Task goal - Please copy out all lines of the entries that contain the word "into".

Saved data entries
::::::::

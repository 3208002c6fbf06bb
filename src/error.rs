use thiserror::Error;

#[derive(Debug, Error)]
pub enum GenPixError {
    #[error("Configuration error: {0}")]
    ConfigError(String),
    #[error("Validation error: {0}")]
    ValidationError(String),
    #[error("Invalid resource: {0}")]
    InvalidResource(String),
    #[error("Unauthorized")]
    Unauthorized,
    #[error("Quota exceeded: {0}")]
    QuotaExceeded(String),
    #[error("Download already in progress for slot {0}")]
    DownloadBusy(usize),
    #[error("A generation is already in progress")]
    GenerationBusy,
    #[error("Request error: {0}")]
    RequestError(String),
    #[error("Upstream returned {status}: {message}")]
    UpstreamError { status: u16, message: String },
    #[error("Response error: {0}")]
    ResponseError(String),
    #[error("Encoding error: {0}")]
    EncodingError(String),
    #[error("Internal error: {0}")]
    InternalError(String),
}

impl GenPixError {
    /// HTTP status carried by the error, when it came from a remote call.
    pub fn status(&self) -> Option<u16> {
        match self {
            GenPixError::Unauthorized => Some(401),
            GenPixError::QuotaExceeded(_) => Some(403),
            GenPixError::UpstreamError { status, .. } => Some(*status),
            _ => None,
        }
    }
}

impl From<reqwest::Error> for GenPixError {
    fn from(e: reqwest::Error) -> Self {
        match e.status() {
            Some(status) => GenPixError::UpstreamError {
                status: status.as_u16(),
                message: e.to_string(),
            },
            None => GenPixError::RequestError(e.to_string()),
        }
    }
}

impl From<serde_json::Error> for GenPixError {
    fn from(e: serde_json::Error) -> Self {
        GenPixError::ResponseError(e.to_string())
    }
}

pub type Result<T> = std::result::Result<T, GenPixError>;

#[cfg(test)]
mod tests {
    use super::*;

    #[test]
    fn test_status_mapping() {
        assert_eq!(GenPixError::Unauthorized.status(), Some(401));
        assert_eq!(GenPixError::QuotaExceeded("limit".into()).status(), Some(403));
        assert_eq!(
            GenPixError::UpstreamError {
                status: 502,
                message: "bad gateway".into()
            }
            .status(),
            Some(502)
        );
        assert_eq!(GenPixError::EncodingError("x".into()).status(), None);
    }

    #[test]
    fn test_display() {
        let err = GenPixError::InvalidResource("missing url".into());
        assert_eq!(err.to_string(), "Invalid resource: missing url");
        assert_eq!(
            GenPixError::DownloadBusy(2).to_string(),
            "Download already in progress for slot 2"
        );
    }
}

::::::::

Exercise solution -
        assert_eq!(GenPixError::QuotaExceeded("limit".into()).status(), Some(403));
                message: "bad gateway".into()
        assert_eq!(GenPixError::EncodingError("x".into()).status(), None);
        let err = GenPixError::InvalidResource("missing url".into());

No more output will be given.